[<prev] [next>] [<thread-prev] [thread-next>] [day] [month] [year] [list]
Message-ID: <20170818041944.GH24299@vireshk-i7>
Date: Fri, 18 Aug 2017 09:49:44 +0530
From: Viresh Kumar <viresh.kumar@...aro.org>
To: "Rafael J. Wysocki" <rjw@...ysocki.net>
Cc: Srinivas Pandruvada <srinivas.pandruvada@...ux.intel.com>,
Len Brown <lenb@...nel.org>, Ingo Molnar <mingo@...hat.com>,
Peter Zijlstra <peterz@...radead.org>,
linux-pm@...r.kernel.org,
Vincent Guittot <vincent.guittot@...aro.org>,
linux-kernel@...r.kernel.org
Subject: Re: [PATCH] cpufreq: Don't send callback pointer to
cpufreq_add_update_util_hook()
On 17-08-17, 17:31, Rafael J. Wysocki wrote:
> On Thursday, August 17, 2017 2:04:48 PM CEST Viresh Kumar wrote:
> > The callers already have the structure (struct update_util_data) where
> > the function pointer is saved by cpufreq_add_update_util_hook(). And its
> > better if the callers fill it themselves, as they can do it from the
> > governor->init() callback then, which is called only once per policy
> > lifetime rather than doing it from governor->start which can get called
> > multiple times.
>
> So what problem exactly is this addressing?

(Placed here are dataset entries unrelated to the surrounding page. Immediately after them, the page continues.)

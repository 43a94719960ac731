//! In-memory doubles for the cb-core ports, shared by the service tests.
#![allow(dead_code)]

use std::collections::HashMap;
use std::sync::atomic::{AtomicUsize, Ordering};
use std::sync::{Arc, Mutex};

use async_trait::async_trait;
use chrono::{DateTime, Duration, TimeZone, Utc};
use uuid::Uuid;

use cb_core::{
    AnonymousId, AnonymousIdentity, AppError, Comment, Confession, ConfessionRow, ConfessionStore,
    DeviceFingerprint, DeviceProbe, FlatComment, IdentityStore, KeyValueCache, ListOrder,
    MediaStore, NewIdentity, Polarity, Reaction, ReactionStore, Result, VotableEntity, Vote,
};

/// Record store with the same uniqueness rules as the SQL schema.
#[derive(Default)]
pub struct InMemoryStore {
    identities: Mutex<Vec<AnonymousIdentity>>,
    reactions: Mutex<Vec<Reaction>>,
    confessions: Mutex<Vec<Confession>>,
    comments: Mutex<Vec<Comment>>,
    pub identity_lookups: AtomicUsize,
    pub identity_inserts: AtomicUsize,
}

impl InMemoryStore {
    pub fn new() -> Arc<Self> {
        Arc::new(Self::default())
    }

    pub fn reactions_for(&self, entity: VotableEntity) -> Vec<Reaction> {
        self.reactions
            .lock()
            .unwrap()
            .iter()
            .filter(|r| r.entity == entity)
            .cloned()
            .collect()
    }

    pub fn seed_confession(&self, author: &AnonymousId, content: &str, created_at: DateTime<Utc>) -> Uuid {
        let id = Uuid::now_v7();
        self.confessions.lock().unwrap().push(Confession {
            id,
            author_id: author.clone(),
            content: Some(content.to_string()),
            media: Vec::new(),
            created_at,
        });
        id
    }

    pub fn seed_vote(&self, entity: VotableEntity, voter: &AnonymousId, polarity: Polarity) {
        self.reactions.lock().unwrap().push(Reaction {
            id: Uuid::now_v7(),
            entity,
            voter_id: voter.clone(),
            polarity,
            created_at: Utc::now(),
        });
    }

    pub fn confession_count(&self) -> usize {
        self.confessions.lock().unwrap().len()
    }

    fn votes_for(&self, entity: VotableEntity) -> Vec<Vote> {
        self.reactions_for(entity)
            .into_iter()
            .map(|r| Vote::new(r.voter_id, r.polarity))
            .collect()
    }
}

#[async_trait]
impl IdentityStore for InMemoryStore {
    async fn find_by_fingerprint_hash(&self, fingerprint_hash: &str) -> Result<Option<AnonymousIdentity>> {
        self.identity_lookups.fetch_add(1, Ordering::SeqCst);
        Ok(self
            .identities
            .lock()
            .unwrap()
            .iter()
            .find(|i| i.fingerprint_hash == fingerprint_hash)
            .cloned())
    }

    async fn insert_identity(&self, identity: NewIdentity) -> Result<AnonymousIdentity> {
        self.identity_inserts.fetch_add(1, Ordering::SeqCst);
        let mut identities = self.identities.lock().unwrap();
        if identities
            .iter()
            .any(|i| i.id == identity.id || i.fingerprint_hash == identity.fingerprint_hash)
        {
            return Err(AppError::Conflict(format!("anonymous_id {}", identity.id)));
        }
        let stored = AnonymousIdentity { id: identity.id, fingerprint_hash: identity.fingerprint_hash };
        identities.push(stored.clone());
        Ok(stored)
    }
}

#[async_trait]
impl ReactionStore for InMemoryStore {
    async fn find_reaction(&self, entity: VotableEntity, voter_id: &AnonymousId) -> Result<Option<Reaction>> {
        Ok(self
            .reactions
            .lock()
            .unwrap()
            .iter()
            .find(|r| r.entity == entity && &r.voter_id == voter_id)
            .cloned())
    }

    async fn insert_reaction(&self, entity: VotableEntity, voter_id: &AnonymousId, polarity: Polarity) -> Result<Reaction> {
        let mut reactions = self.reactions.lock().unwrap();
        if reactions.iter().any(|r| r.entity == entity && &r.voter_id == voter_id) {
            return Err(AppError::Conflict(format!("{entity} already has a reaction from {voter_id}")));
        }
        let reaction = Reaction {
            id: Uuid::now_v7(),
            entity,
            voter_id: voter_id.clone(),
            polarity,
            created_at: Utc::now(),
        };
        reactions.push(reaction.clone());
        Ok(reaction)
    }

    async fn update_reaction(&self, reaction: &Reaction, polarity: Polarity) -> Result<()> {
        let mut reactions = self.reactions.lock().unwrap();
        let row = reactions
            .iter_mut()
            .find(|r| r.id == reaction.id)
            .ok_or_else(|| AppError::NotFound("Reaction".into(), reaction.id.to_string()))?;
        row.polarity = polarity;
        Ok(())
    }

    async fn delete_reaction(&self, reaction: &Reaction) -> Result<()> {
        self.reactions.lock().unwrap().retain(|r| r.id != reaction.id);
        Ok(())
    }
}

#[async_trait]
impl ConfessionStore for InMemoryStore {
    async fn insert_confession(&self, confession: Confession) -> Result<()> {
        self.confessions.lock().unwrap().push(confession);
        Ok(())
    }

    async fn get_confession(&self, id: Uuid) -> Result<Option<Confession>> {
        Ok(self.confessions.lock().unwrap().iter().find(|c| c.id == id).cloned())
    }

    async fn list_confessions(&self, order: ListOrder, limit: usize) -> Result<Vec<ConfessionRow>> {
        let mut confessions = self.confessions.lock().unwrap().clone();
        match order {
            ListOrder::NewestFirst => confessions.sort_by(|a, b| b.created_at.cmp(&a.created_at)),
            ListOrder::OldestFirst => confessions.sort_by_key(|c| c.created_at),
        }
        let comments = self.comments.lock().unwrap().clone();
        Ok(confessions
            .into_iter()
            .take(limit)
            .map(|confession| ConfessionRow {
                votes: self.votes_for(VotableEntity::Confession(confession.id)),
                comments_count: comments.iter().filter(|c| c.confession_id == confession.id).count(),
                confession,
            })
            .collect())
    }

    async fn get_confession_row(&self, id: Uuid) -> Result<Option<ConfessionRow>> {
        let Some(confession) = self.confessions.lock().unwrap().iter().find(|c| c.id == id).cloned() else {
            return Ok(None);
        };
        let comments_count = self.comments.lock().unwrap().iter().filter(|c| c.confession_id == id).count();
        Ok(Some(ConfessionRow {
            votes: self.votes_for(VotableEntity::Confession(id)),
            comments_count,
            confession,
        }))
    }

    async fn insert_comment(&self, comment: Comment) -> Result<()> {
        self.comments.lock().unwrap().push(comment);
        Ok(())
    }

    async fn get_comment(&self, id: Uuid) -> Result<Option<Comment>> {
        Ok(self.comments.lock().unwrap().iter().find(|c| c.id == id).cloned())
    }

    async fn list_comments(&self, confession_id: Uuid) -> Result<Vec<FlatComment>> {
        let mut comments: Vec<Comment> = self
            .comments
            .lock()
            .unwrap()
            .iter()
            .filter(|c| c.confession_id == confession_id)
            .cloned()
            .collect();
        comments.sort_by_key(|c| c.created_at);
        Ok(comments
            .into_iter()
            .map(|comment| FlatComment {
                votes: self.votes_for(VotableEntity::Comment(comment.id)),
                comment,
            })
            .collect())
    }
}

#[derive(Default)]
pub struct MemoryCache(Mutex<HashMap<String, String>>);

impl KeyValueCache for MemoryCache {
    fn get(&self, key: &str) -> Option<String> {
        self.0.lock().unwrap().get(key).cloned()
    }

    fn set(&self, key: &str, value: &str) -> Result<()> {
        self.0.lock().unwrap().insert(key.to_string(), value.to_string());
        Ok(())
    }
}

/// Media store that remembers every upload; can be told to fail one.
#[derive(Default)]
pub struct RecordingMedia {
    pub uploads: Mutex<Vec<(String, usize, String)>>,
    pub fail_on: Option<usize>,
}

#[async_trait]
impl MediaStore for RecordingMedia {
    async fn put(&self, name: &str, data: Vec<u8>, content_type: &str) -> Result<String> {
        let mut uploads = self.uploads.lock().unwrap();
        if self.fail_on == Some(uploads.len()) {
            return Err(AppError::Unavailable("bucket offline".into()));
        }
        uploads.push((name.to_string(), data.len(), content_type.to_string()));
        Ok(format!("https://media.test/{name}"))
    }
}

pub struct FixedProbe;

impl DeviceProbe for FixedProbe {
    fn fingerprint(&self) -> DeviceFingerprint {
        DeviceFingerprint {
            user_agent: "confession-board/tests".into(),
            language: "en-US".into(),
            platform: "linux".into(),
            screen_resolution: "800x600".into(),
            timezone: "UTC".into(),
            canvas: "fixed".into(),
        }
    }
}

pub fn anon(id: &str) -> AnonymousId {
    AnonymousId::parse(id).unwrap()
}

pub fn at(minutes: i64) -> DateTime<Utc> {
    Utc.with_ymd_and_hms(2024, 1, 1, 9, 0, 0).unwrap() + Duration::minutes(minutes)
}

Its not fixing any problem really, but is rather just a cleanup patch.
I had a look at include/linux/sched/cpufreq.h and got confused for a
moment:
struct update_util_data {
void (*func)(struct update_util_data *data, u64 time, unsigned int flags);
};
void cpufreq_add_update_util_hook(int cpu, struct update_util_data *data,
void (*func)(struct update_util_data *data, u64 time,
unsigned int flags));
It wasn't quite straight-forward to understand why we needed to pass
both "data" and "func", while "data" should already have "func" set
within it. And then I realized that cpufreq_add_update_util_hook() is
actually setting that field.
Filling the pointer from the callers is probably better because:
- It makes it more readable.
- We have to pass one less argument and the function prototype becomes
quite short.
- The callers don't have to set the data->func pointer from the
governor->start() callback now and can do it only once from
governor->init(). ->start(), stop() callbacks can get called a lot,
for example with CPU hotplug.
But yeah, its all trivial stuff. No big problem solved.